# diesel chip



## thmike (Sep 1, 2014)

http://www.chipexpress.com/products/chevrolet/cruze/
I googled cruze diesel tuning and came across this. They have one for US spec diesel. I wouldn't mind trying this to get rid of the lag and ecu not being flashed. Spoke with my local dealer and they can tell how many times an ecu has been flashed but they did tell me that they may over look a tuner for warranty. But it's a case by case thing. So this would be sweet not to have to worry about anything.


----------



## TheRealHip (Sep 1, 2014)

Do a search. They are junk.....


----------



## thmike (Sep 1, 2014)

http://www.crdtechnology.com/select...ecu/diesel-engine-remap-or-diesel-tuning-box/
Been doing searches.. heres alittle bit of info.. other info.I've read says that chip express does work.. but works like old diesels.. basically adding more fuel.. which does raise boost on diesels..but can cause dpf problems.. seems like over in europe these tuning chips are used more then the states.. on tdis and what not. Its not a fleebay chip though


----------



## MilTownSHO (Oct 9, 2013)

Here we go again...


----------



## Merc6 (Jun 8, 2013)

thmike said:


> Chevrolet Cruze Diesel Tuning Chips | CHIP Express™
> I googled cruze diesel tuning and came across this. They have one for US spec diesel. I wouldn't mind trying this to get rid of the lag and ecu not being flashed. Spoke with my local dealer and they can tell how many times an ecu has been flashed but they did tell me that they may over look a tuner for warranty. But it's a case by case thing. So this would be sweet not to have to worry about anything.
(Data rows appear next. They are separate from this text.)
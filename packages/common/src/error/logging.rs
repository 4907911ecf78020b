//! Logging bootstrap
//!
//! The hashgate crates emit `tracing` events. `tracing` is built with its `log`
//! feature, so without a `tracing` subscriber those events are forwarded to the
//! `log` facade and printed by the `env_logger` installed here.

use std::sync::Once;

static INIT_LOGGER: Once = Once::new();

/// `env_logger` based logging setup
pub struct Logging;

impl Logging {
    /// Initialize logging (call once at application startup)
    ///
    /// Levels are taken from the `RUST_LOG` environment variable:
    /// - `RUST_LOG=debug` - handle acquisition and release
    /// - `RUST_LOG=trace` - every accumulated chunk
    /// - `RUST_LOG=hashgate_csp=debug,hashgate_hashing=info` - per crate levels
    pub fn init() {
        INIT_LOGGER.call_once(|| {
            env_logger::Builder::from_default_env()
                .format_timestamp_micros()
                .init();

            log::info!("hashgate logging initialized");
        });
    }

    /// Initialize logging for tests
    ///
    /// Safe to call from every test; only the first call installs the logger.
    pub fn init_test() {
        let _ = env_logger::Builder::from_default_env()
            .is_test(true)
            .try_init();
    }

    /// Report a release failure that could not be returned to a caller
    ///
    /// Used from `Drop` implementations, where the error has nowhere else to go.
    pub fn log_release_failure(resource: &str, error: &dyn std::error::Error) {
        tracing::error!(resource, %error, "releasing backend resource failed");
    }
}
Is someone able to speak on the Trifecta diesel and transparency?

My 1.4 has been flashed 4 times under transparancy and the counter still sits at 1. A chip won't show a reflash, but it will show physical tampering with the ECU housing. 



thmike said:


> http://www.crdtechnology.com/select...ecu/diesel-engine-remap-or-diesel-tuning-box/
> Been doing searches.. heres alittle bit of info.. other info.I've read says that chip express does work.. but works like old diesels.. basically adding more fuel.. which does raise boost on diesels..but can cause dpf problems.. seems like over in europe these tuning chips are used more then the states.. on tdis and what not. Its not a fleebay chip though


Adds more fuel as in run rich? New cars require a flash to be safe. A flash is more than running more fuel. There are tables changed that a chip alone can't do. Even SuperChips use handhelds to "Flash a tune" instead of using "Chips"


----------



## thmike (Sep 1, 2014)

My knowledge worth diesel ate older diesels with mechanics fuel pumps.. if you wanted more power you added more fuel.. that would create more boost. How do the new diesels compare to older ones besides dpf issues. I know gas cars you run into air fuel, timing,.. But old diesels you worried about egts,


----------



## thmike (Sep 1, 2014)

Sorry for the misspelling.. autocorrect.


----------



## thmike (Sep 1, 2014)

MilTownSHO said:


> Here we go again...


I know most chips are a hoax.. But with diesel all you really need is adding more fuel? Is there really a fuel ratio or timing to achieve like gas cars? With the problems you didn't like about trifecta tune ive been researching to try other ways of tuning


----------



## obermd (Mar 3, 2012)

With Drive by Wire systems like the one in the Cruze you don't want the car "lying" to the engine control unit (ECU). The Cruze's ECU manages fuel and air flow and telling the car it has less fuel than it has (which is what these chips do) will cause long term issues with the emissions system and potentially even with the engine itself.


----------